Air Madagascar, représentée par les Syndics judiciaires, et Madagascar Airlines ont publié, ce mercredi 15 janvier 2026, un communiqué conjoint pour répondre aux accusations de vente illicite d’actifs relayées dans certains médias et sur les réseaux sociaux. Les deux entités assurent qu’aucune cession illégale de pièces, d’équipements ou de bâtiments n’a été réalisée.

Une accusation de pillage de l'Air Madagascar

La controverse fait suite à des déclarations publiques évoquant un supposé pillage de biens appartenant à Air Madagascar. Ces informations ont notamment été relayées après une publication d’un membre de syndicat au sein de la compagnie, qui affirme que des pièces et équipements nécessaires à la remise en service des avions Twin Otter 2 auraient été détruits ou vendus de manière clandestine. Il évoque également la vente de plusieurs biens de la compagnie, dont un bâtiment administratif situé à Analakely. Selon lui, ces avions, utilisés pour des dessertes sociales vers des zones enclavées comme Morafenobe ou Tsiroanomandidy, étaient encore en état d’assurer des liaisons essentielles.

Dans leur communiqué, Air Madagascar et Madagascar Airlines réfutent catégoriquement ces accusations. Elles indiquent qu’« aucune vente illicite d’actifs n’a été réalisée, ni par Madagascar Airlines, ni par ses équipes ». Les deux entités précisent en outre que les actifs mentionnés dans les accusations ne relèvent pas de la gestion actuelle de Madagascar Airlines. Ce démenti vise à dissiper toute confusion quant aux responsabilités et à la gestion des biens concernés.

Une procédure strictement encadrée par la loi

Les signataires rappellent que la gestion des actifs d’Air Madagascar s’inscrit exclusivement dans le cadre de la procédure collective d’apurement du passif actuellement en cours. Cette procédure est conduite sous la supervision des Syndics judiciaires et sous le contrôle des autorités compétentes. Ils soulignent que les Syndics ne peuvent procéder à la vente d’actifs qu’après autorisation expresse du Tribunal de Commerce, conformément aux dispositions légales en vigueur.
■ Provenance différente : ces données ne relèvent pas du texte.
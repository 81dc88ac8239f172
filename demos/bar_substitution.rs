//! # 吧台替代食材範例
//!
//! 展示替代鏈的解析順序：
//! - 鮮榨柳橙汁不足時改用瓶裝柳橙汁（優先序 1）
//! - 瓶裝也不足時改用濃縮還原汁（優先序 2，換算比 0.25）

use rust_decimal::Decimal;
use stock::{Ingredient, LineAvailability, PreparationEngine, Recipe, RecipeLine, Substitution, Unit};

fn main() -> stock::Result<()> {
    println!("🍹 ===== 吧台替代食材範例 =====");
    println!();

    // ========== 1. 食材與替代鏈 ==========
    println!("📦 步驟 1: 註冊食材與替代關係");
    let engine = PreparationEngine::new();

    engine.register_ingredient(Ingredient::new(
        "OJ-FRESH".to_string(),
        "鮮榨柳橙汁".to_string(),
        Unit::VolumeL,
        Decimal::ONE,
    ));
    engine.register_ingredient(Ingredient::new(
        "OJ-BOTTLE".to_string(),
        "瓶裝柳橙汁".to_string(),
        Unit::VolumeL,
        Decimal::from(2),
    ));
    engine.register_ingredient(Ingredient::new(
        "OJ-CONC".to_string(),
        "濃縮還原汁".to_string(),
        Unit::VolumeL,
        Decimal::from(20),
    ));

    engine.register_substitution(Substitution::new(
        "OJ-FRESH".to_string(),
        "OJ-BOTTLE".to_string(),
        Decimal::ONE,
        1,
    ))?;
    // 濃縮汁 1:4 稀釋，換算比 0.25
    engine.register_substitution(Substitution::new(
        "OJ-FRESH".to_string(),
        "OJ-CONC".to_string(),
        Decimal::new(25, 2),
        2,
    ))?;
    println!("   ✓ OJ-FRESH → OJ-BOTTLE (優先序 1, 換算比 1)");
    println!("   ✓ OJ-FRESH → OJ-CONC   (優先序 2, 換算比 0.25)");
    println!();

    // ========== 2. 配方 ==========
    println!("📖 步驟 2: 註冊配方（柳橙特調，每份 0.3 L）");
    engine.register_recipe(
        Recipe::new("MIMOSA-01".to_string(), "ITEM-MIMOSA".to_string(), 1)
            .with_line(RecipeLine::new("OJ-FRESH".to_string(), Decimal::new(3, 1))),
    )?;
    println!();

    // ========== 3. 驗證 6 份 ==========
    println!("🔍 步驟 3: 驗證 6 份（需 1.8 L，鮮榨只有 1 L）");
    let report = engine.validate("MIMOSA-01", 6)?;
    for line in &report.lines {
        match &line.status {
            LineAvailability::Substituted {
                substitute_id,
                converted_quantity,
                priority,
                ..
            } => println!(
                "   → 改用 {substitute_id}（優先序 {priority}），換算後需 {converted_quantity} L"
            ),
            other => println!("   分類: {other:?}"),
        }
    }
    println!();

    // ========== 4. 製備：瓶裝 2 L 也不夠，落到濃縮汁 ==========
    println!("🔥 步驟 4: 製備 8 份（需 2.4 L，瓶裝只有 2 L）");
    let batch = engine.prepare("MIMOSA-01", 8, "bartender-ho")?;
    for movement in engine.movements_for_batch(batch.id)? {
        println!(
            "   - 扣帳 {} {} L（{} → {}）",
            movement.ingredient_id,
            movement.quantity,
            movement.quantity_before,
            movement.quantity_after
        );
    }
    println!();

    println!("✅ 範例結束");
    Ok(())
}
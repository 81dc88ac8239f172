//! 備料可行性驗證

use rust_decimal::Decimal;

use stock_core::{
    AvailabilityReport, IngredientAvailability, LineAvailability, Recipe, Result, StockError,
    Substitution,
};
use stock_ledger::IngredientStore;

use crate::resolver::SubstitutionResolver;

/// 可行性驗證器
///
/// 唯讀、不持鎖：報告是建議性的快照，可能在製備執行前過期，
/// 因此製備引擎在持鎖後必定重檢
pub struct AvailabilityValidator;

impl AvailabilityValidator {
    /// 驗證配方 N 份是否可製備
    pub fn validate(
        recipe: &Recipe,
        portions: u32,
        substitutions: &[Substitution],
        store: &IngredientStore,
    ) -> Result<AvailabilityReport> {
        if portions == 0 {
            return Err(StockError::InvalidQuantity(Decimal::ZERO));
        }

        let mut lines = Vec::with_capacity(recipe.lines.len());
        for line in &recipe.lines {
            let needed = line.quantity_for(portions);
            let ingredient = store.snapshot(&line.ingredient_id)?;
            let on_hand = ingredient.quantity_on_hand;
            // 停用的食材視同無庫存可用
            let usable = if ingredient.is_active {
                on_hand
            } else {
                Decimal::ZERO
            };

            let status = if usable >= needed {
                LineAvailability::Available { needed, on_hand }
            } else if line.is_optional {
                LineAvailability::OptionalMissing {
                    needed,
                    on_hand,
                    shortfall: needed - usable,
                }
            } else {
                let candidates = SubstitutionResolver::resolve(
                    substitutions,
                    store,
                    &line.ingredient_id,
                    needed,
                );
                match candidates.first() {
                    Some(first) => LineAvailability::Substituted {
                        substitute_id: first.substitute_id.clone(),
                        converted_quantity: first.converted_quantity,
                        priority: first.priority,
                        needed,
                        on_hand,
                    },
                    None => LineAvailability::Missing {
                        needed,
                        on_hand,
                        shortfall: needed - usable,
                        insufficient_substitutes: SubstitutionResolver::shortfalls(
                            substitutions,
                            store,
                            &line.ingredient_id,
                            needed,
                        ),
                    },
                }
            };

            lines.push(IngredientAvailability {
                ingredient_id: line.ingredient_id.clone(),
                is_optional: line.is_optional,
                status,
            });
        }

        Ok(AvailabilityReport::from_lines(
            recipe.id.clone(),
            portions,
            lines,
        ))
    }
}
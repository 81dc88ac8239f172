//! 可行性報告模型（驗證結果）

use rust_decimal::Decimal;
use serde::{Deserialize, Serialize};

/// 數量不足的替代品診斷
#[derive(Debug, Clone, PartialEq, Serialize, Deserialize)]
pub struct SubstituteShortfall {
    /// 替代食材ID
    pub substitute_id: String,

    /// 優先序
    pub priority: u32,

    /// 換算後所需數量
    pub converted_quantity: Decimal,

    /// 替代品現有庫存
    pub on_hand: Decimal,

    /// 缺口
    pub shortfall: Decimal,
}

/// 單一明細的可行性分類
#[derive(Debug, Clone, PartialEq, Serialize, Deserialize)]
#[serde(tag = "status", rename_all = "snake_case")]
pub enum LineAvailability {
    /// 原料庫存充足
    Available { needed: Decimal, on_hand: Decimal },

    /// 原料不足，但有替代品可滿足
    Substituted {
        substitute_id: String,
        converted_quantity: Decimal,
        priority: u32,
        needed: Decimal,
        on_hand: Decimal,
    },

    /// 可省略食材缺貨（不阻擋製備）
    OptionalMissing {
        needed: Decimal,
        on_hand: Decimal,
        shortfall: Decimal,
    },

    /// 必備食材缺貨且無可用替代品
    Missing {
        needed: Decimal,
        on_hand: Decimal,
        shortfall: Decimal,
        /// 既存但目前不足的替代品清單（診斷用）
        insufficient_substitutes: Vec<SubstituteShortfall>,
    },
}

/// 單一食材明細的驗證結果
#[derive(Debug, Clone, PartialEq, Serialize, Deserialize)]
pub struct IngredientAvailability {
    /// 食材ID
    pub ingredient_id: String,

    /// 是否為可省略明細
    pub is_optional: bool,

    /// 分類結果
    pub status: LineAvailability,
}

/// 配方可行性報告
///
/// 純唯讀的驗證快照，不持鎖產生，內容可能在製備執行前過期
#[derive(Debug, Clone, PartialEq, Serialize, Deserialize)]
pub struct AvailabilityReport {
    /// 配方ID
    pub recipe_id: String,

    /// 請求份數
    pub portions: u32,

    /// 逐明細結果
    pub lines: Vec<IngredientAvailability>,

    /// 是否可製備（無任何 Missing 明細）
    pub can_prepare: bool,

    /// 明細總數
    pub total_count: usize,

    /// 庫存充足的明細數
    pub available_count: usize,

    /// 經替代滿足的明細數
    pub substituted_count: usize,

    /// 缺貨的可省略明細數
    pub optional_missing_count: usize,

    /// 缺貨的必備明細數
    pub missing_count: usize,
}

impl AvailabilityReport {
    /// 由逐明細結果彙總報告
    pub fn from_lines(
        recipe_id: String,
        portions: u32,
        lines: Vec<IngredientAvailability>,
    ) -> Self {
        let mut available_count = 0;
        let mut substituted_count = 0;
        let mut optional_missing_count = 0;
        let mut missing_count = 0;

        for line in &lines {
            match line.status {
                LineAvailability::Available { .. } => available_count += 1,
                LineAvailability::Substituted { .. } => substituted_count += 1,
                LineAvailability::OptionalMissing { .. } => optional_missing_count += 1,
                LineAvailability::Missing { .. } => missing_count += 1,
            }
        }

        Self {
            recipe_id,
            portions,
            can_prepare: missing_count == 0,
            total_count: lines.len(),
            available_count,
            substituted_count,
            optional_missing_count,
            missing_count,
            lines,
        }
    }

    /// 缺貨必備食材的ID清單
    pub fn missing_ingredients(&self) -> Vec<&str> {
        self.lines
            .iter()
            .filter(|l| matches!(l.status, LineAvailability::Missing { .. }))
            .map(|l| l.ingredient_id.as_str())
            .collect()
    }
}
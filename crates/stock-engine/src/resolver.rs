//! 替代食材解析

use rust_decimal::Decimal;
use serde::{Deserialize, Serialize};

use stock_core::{SubstituteShortfall, Substitution};
use stock_ledger::IngredientStore;

/// 目前可滿足需求的替代候選
#[derive(Debug, Clone, PartialEq, Serialize, Deserialize)]
pub struct SubstituteCandidate {
    /// 替代食材ID
    pub substitute_id: String,

    /// 優先序
    pub priority: u32,

    /// 換算比
    pub conversion_ratio: Decimal,

    /// 換算後所需數量
    pub converted_quantity: Decimal,

    /// 替代品現有庫存
    pub on_hand: Decimal,
}

/// 替代解析器
///
/// 純唯讀：不持鎖、不寫入；候選序列在相同庫存狀態下
/// 必然回傳相同結果
pub struct SubstitutionResolver;

impl SubstitutionResolver {
    /// 某原料的啟用替代邊，依優先序排列
    ///
    /// 優先序相同時以替代食材ID遞增決定，確保結果可重現
    pub fn ordered_edges<'a>(
        substitutions: &'a [Substitution],
        original_id: &str,
    ) -> Vec<&'a Substitution> {
        let mut edges: Vec<&Substitution> = substitutions
            .iter()
            .filter(|s| s.is_active && s.original_id == original_id)
            .collect();
        edges.sort_by(|a, b| {
            a.priority
                .cmp(&b.priority)
                .then_with(|| a.substitute_id.cmp(&b.substitute_id))
        });
        edges
    }

    /// 依優先序回傳目前庫存足以支應需求的替代候選
    pub fn resolve(
        substitutions: &[Substitution],
        store: &IngredientStore,
        original_id: &str,
        required_quantity: Decimal,
    ) -> Vec<SubstituteCandidate> {
        Self::ordered_edges(substitutions, original_id)
            .into_iter()
            .filter_map(|edge| {
                let ingredient = store.snapshot(&edge.substitute_id).ok()?;
                if !ingredient.is_active {
                    return None;
                }
                let converted = edge.converted_quantity(required_quantity);
                (ingredient.quantity_on_hand >= converted).then(|| SubstituteCandidate {
                    substitute_id: edge.substitute_id.clone(),
                    priority: edge.priority,
                    conversion_ratio: edge.conversion_ratio,
                    converted_quantity: converted,
                    on_hand: ingredient.quantity_on_hand,
                })
            })
            .collect()
    }

    /// 既存但目前數量不足的替代品清單（診斷用）
    pub fn shortfalls(
        substitutions: &[Substitution],
        store: &IngredientStore,
        original_id: &str,
        required_quantity: Decimal,
    ) -> Vec<SubstituteShortfall> {
        Self::ordered_edges(substitutions, original_id)
            .into_iter()
            .filter_map(|edge| {
                let ingredient = store.snapshot(&edge.substitute_id).ok()?;
                if !ingredient.is_active {
                    return None;
                }
                let converted = edge.converted_quantity(required_quantity);
                (ingredient.quantity_on_hand < converted).then(|| SubstituteShortfall {
                    substitute_id: edge.substitute_id.clone(),
                    priority: edge.priority,
                    converted_quantity: converted,
                    on_hand: ingredient.quantity_on_hand,
                    shortfall: converted - ingredient.quantity_on_hand,
                })
            })
            .collect()
    }
}
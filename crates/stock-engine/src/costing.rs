//! 配方成本計算與品項成本回寫

use rust_decimal::Decimal;

use stock_core::{Recipe, Result, StockError};
use stock_ledger::IngredientStore;

/// 配方成本計算器
pub struct RecipeCosting;

impl RecipeCosting {
    /// 單份成本 = Σ(每批用量 × 食材單位成本) ÷ 每批份數
    pub fn unit_cost(recipe: &Recipe, store: &IngredientStore) -> Result<Decimal> {
        if recipe.portions_per_batch == 0 {
            return Err(StockError::InvalidQuantity(Decimal::ZERO));
        }
        let mut total = Decimal::ZERO;
        for line in &recipe.lines {
            let ingredient = store.snapshot(&line.ingredient_id)?;
            total += line.quantity_per_batch * ingredient.unit_cost;
        }
        Ok(total / Decimal::from(recipe.portions_per_batch))
    }
}

/// 銷售品項目錄回寫介面
///
/// 配方註冊/更新時把重算的單份成本推回品項目錄；
/// 僅盡力而為，失敗由呼叫方記錄後忽略
pub trait CatalogSink: Send + Sync {
    fn push_unit_cost(
        &self,
        catalog_item_id: &str,
        unit_cost: Decimal,
    ) -> std::result::Result<(), String>;
}

/// 不做任何事的目錄端（預設）
pub struct NullCatalogSink;

impl CatalogSink for NullCatalogSink {
    fn push_unit_cost(
        &self,
        _catalog_item_id: &str,
        _unit_cost: Decimal,
    ) -> std::result::Result<(), String> {
        Ok(())
    }
}
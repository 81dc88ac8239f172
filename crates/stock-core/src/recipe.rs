//! 配方模型

use rust_decimal::Decimal;
use serde::{Deserialize, Serialize};

/// 配方明細（配方 × 食材，每配方唯一）
#[derive(Debug, Clone, Serialize, Deserialize)]
pub struct RecipeLine {
    /// 食材ID
    pub ingredient_id: String,

    /// 每批用量（單位與食材單位一致）
    pub quantity_per_batch: Decimal,

    /// 是否為可省略食材（缺貨時不阻擋製備）
    pub is_optional: bool,
}

impl RecipeLine {
    /// 創建新的配方明細
    pub fn new(ingredient_id: String, quantity_per_batch: Decimal) -> Self {
        Self {
            ingredient_id,
            quantity_per_batch,
            is_optional: false,
        }
    }

    /// 建構器模式：標記為可省略
    pub fn optional(mut self) -> Self {
        self.is_optional = true;
        self
    }

    /// N 份所需數量
    pub fn quantity_for(&self, portions: u32) -> Decimal {
        self.quantity_per_batch * Decimal::from(portions)
    }
}

/// 配方
///
/// 每個銷售品項至多綁定一份配方（1:1）
#[derive(Debug, Clone, Serialize, Deserialize)]
pub struct Recipe {
    /// 配方ID
    pub id: String,

    /// 對應的銷售品項ID
    pub catalog_item_id: String,

    /// 每批份數（明細用量的宣告基準）
    pub portions_per_batch: u32,

    /// 配方明細
    pub lines: Vec<RecipeLine>,
}

impl Recipe {
    /// 創建新的配方
    pub fn new(id: String, catalog_item_id: String, portions_per_batch: u32) -> Self {
        Self {
            id,
            catalog_item_id,
            portions_per_batch,
            lines: Vec::new(),
        }
    }

    /// 建構器模式：添加明細
    pub fn with_line(mut self, line: RecipeLine) -> Self {
        self.lines.push(line);
        self
    }

    /// 查找指定食材的明細
    pub fn line(&self, ingredient_id: &str) -> Option<&RecipeLine> {
        self.lines.iter().find(|l| l.ingredient_id == ingredient_id)
    }

    /// 必備明細數量
    pub fn mandatory_line_count(&self) -> usize {
        self.lines.iter().filter(|l| !l.is_optional).count()
    }
}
Ainsi, Air Madagascar et Madagascar Airlines estiment que la diffusion d’informations non vérifiées est susceptible de porter atteinte à leur image et au climat de confiance. À ce titre, les deux entités se réservent le droit d’engager toute action légale jugée appropriée contre la propagation de fausses informations. Les deux compagnies indiquent rester disponibles pour toute vérification, contrôle ou audit mené par les instances légalement habilitées. Elles affirment que ces démarches permettront d’établir les faits et de clarifier la situation auprès du public.